- SUPPLIED MATERIAL
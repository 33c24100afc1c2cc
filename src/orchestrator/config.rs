//! Dev-mode agent configuration written for each orchestrator launch.

use serde::Serialize;
use std::fmt;
use std::net::SocketAddr;
use std::path::{Path, PathBuf};

use crate::config::OrchestratorSettings;
use crate::constants::{layout, LOOPBACK};
use crate::credentials::mask;
use crate::error::{CompatError, Result};

#[derive(Debug, Clone, Copy, PartialEq, Eq, Serialize)]
pub struct OrchestratorPorts {
    pub http: u16,
    pub rpc: u16,
    pub serf: u16,
}

impl OrchestratorPorts {
    pub const REQUIRED: usize = 3;

    pub fn from_allocated(ports: &[u16]) -> Result<Self> {
        match ports {
            [http, rpc, serf, ..] => Ok(Self {
                http: *http,
                rpc: *rpc,
                serf: *serf,
            }),
            _ => Err(CompatError::Configuration(format!(
                "orchestrator needs {} ports, got {}",
                Self::REQUIRED,
                ports.len()
            ))),
        }
    }
}

#[derive(Debug, Clone, PartialEq, Eq, Serialize)]
pub struct EnabledBlock {
    pub enabled: bool,
}

#[derive(Debug, Clone, PartialEq, Eq, Serialize)]
pub struct ServerBlock {
    pub enabled: bool,
    pub bootstrap_expect: u32,
}

/// Connection to the backend, authenticated with the agent token
#[derive(Clone, PartialEq, Eq, Serialize)]
pub struct BackendLink {
    pub address: String,
    pub token: String,
}

impl fmt::Debug for BackendLink {
    fn fmt(&self, f: &mut fmt::Formatter<'_>) -> fmt::Result {
        f.debug_struct("BackendLink")
            .field("address", &self.address)
            .field("token", &mask(&self.token))
            .finish()
    }
}

/// Orchestrator agent configuration, serialized as the agent's JSON config file
#[derive(Debug, Clone, Serialize)]
pub struct OrchestratorConfig {
    pub name: String,
    pub bind_addr: String,
    pub data_dir: PathBuf,
    pub log_level: String,
    pub disable_update_check: bool,
    pub ports: OrchestratorPorts,
    pub acl: EnabledBlock,
    pub server: ServerBlock,
    pub client: EnabledBlock,
    pub consul: BackendLink,
}

impl OrchestratorConfig {
    pub fn new(
        backend_address: SocketAddr,
        agent_token: &str,
        state_dir: &Path,
        settings: &OrchestratorSettings,
        ports: OrchestratorPorts,
    ) -> Self {
        Self {
            name: "compat-orchestrator".to_string(),
            bind_addr: LOOPBACK.to_string(),
            data_dir: state_dir.join(layout::ORCHESTRATOR_DATA_DIR),
            log_level: settings.log_level.clone(),
            disable_update_check: true,
            ports,
            acl: EnabledBlock { enabled: true },
            server: ServerBlock {
                enabled: true,
                bootstrap_expect: 1,
            },
            client: EnabledBlock { enabled: true },
            consul: BackendLink {
                address: backend_address.to_string(),
                token: agent_token.to_string(),
            },
        }
    }

    pub fn http_address(&self) -> Result<SocketAddr> {
        format!("{}:{}", self.bind_addr, self.ports.http)
            .parse()
            .map_err(|e| CompatError::Configuration(format!("invalid orchestrator address: {e}")))
    }

    pub fn to_json(&self) -> Result<String> {
        serde_json::to_string_pretty(self).map_err(|e| {
            CompatError::Configuration(format!("failed to encode orchestrator config: {e}"))
        })
    }

    pub fn write_to(&self, dir: &Path) -> Result<PathBuf> {
        let path = dir.join(layout::ORCHESTRATOR_CONFIG_FILE);
        std::fs::write(&path, self.to_json()?)?;
        Ok(path)
    }
}

#[cfg(test)]
mod tests {
    use super::*;

    #[test]
    fn test_config_points_at_backend_with_agent_token() {
        let config = OrchestratorConfig::new(
            "127.0.0.1:18500".parse().unwrap(),
            "agent-token-value",
            Path::new("/tmp/base/bin/1.8.0"),
            &OrchestratorSettings::default(),
            OrchestratorPorts::from_allocated(&[14646, 14647, 14648]).unwrap(),
        );

        let json: serde_json::Value = serde_json::from_str(&config.to_json().unwrap()).unwrap();
        assert_eq!(json["consul"]["address"], "127.0.0.1:18500");
        assert_eq!(json["consul"]["token"], "agent-token-value");
        assert_eq!(json["acl"]["enabled"], true);
        assert_eq!(json["client"]["enabled"], true);
        assert_eq!(json["server"]["bootstrap_expect"], 1);
        assert_eq!(json["ports"]["rpc"], 14647);
        assert_eq!(config.http_address().unwrap().port(), 14646);
        assert!(!format!("{config:?}").contains("agent-token-value"));
    }
}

- TASK REQUIREMENTS
From the listing above, copy every line that holds the string "EnabledBlock".

- RESULT OF THIS TASK
pub struct EnabledBlock {
    pub acl: EnabledBlock,
    pub client: EnabledBlock,
            acl: EnabledBlock { enabled: true },
            client: EnabledBlock { enabled: true },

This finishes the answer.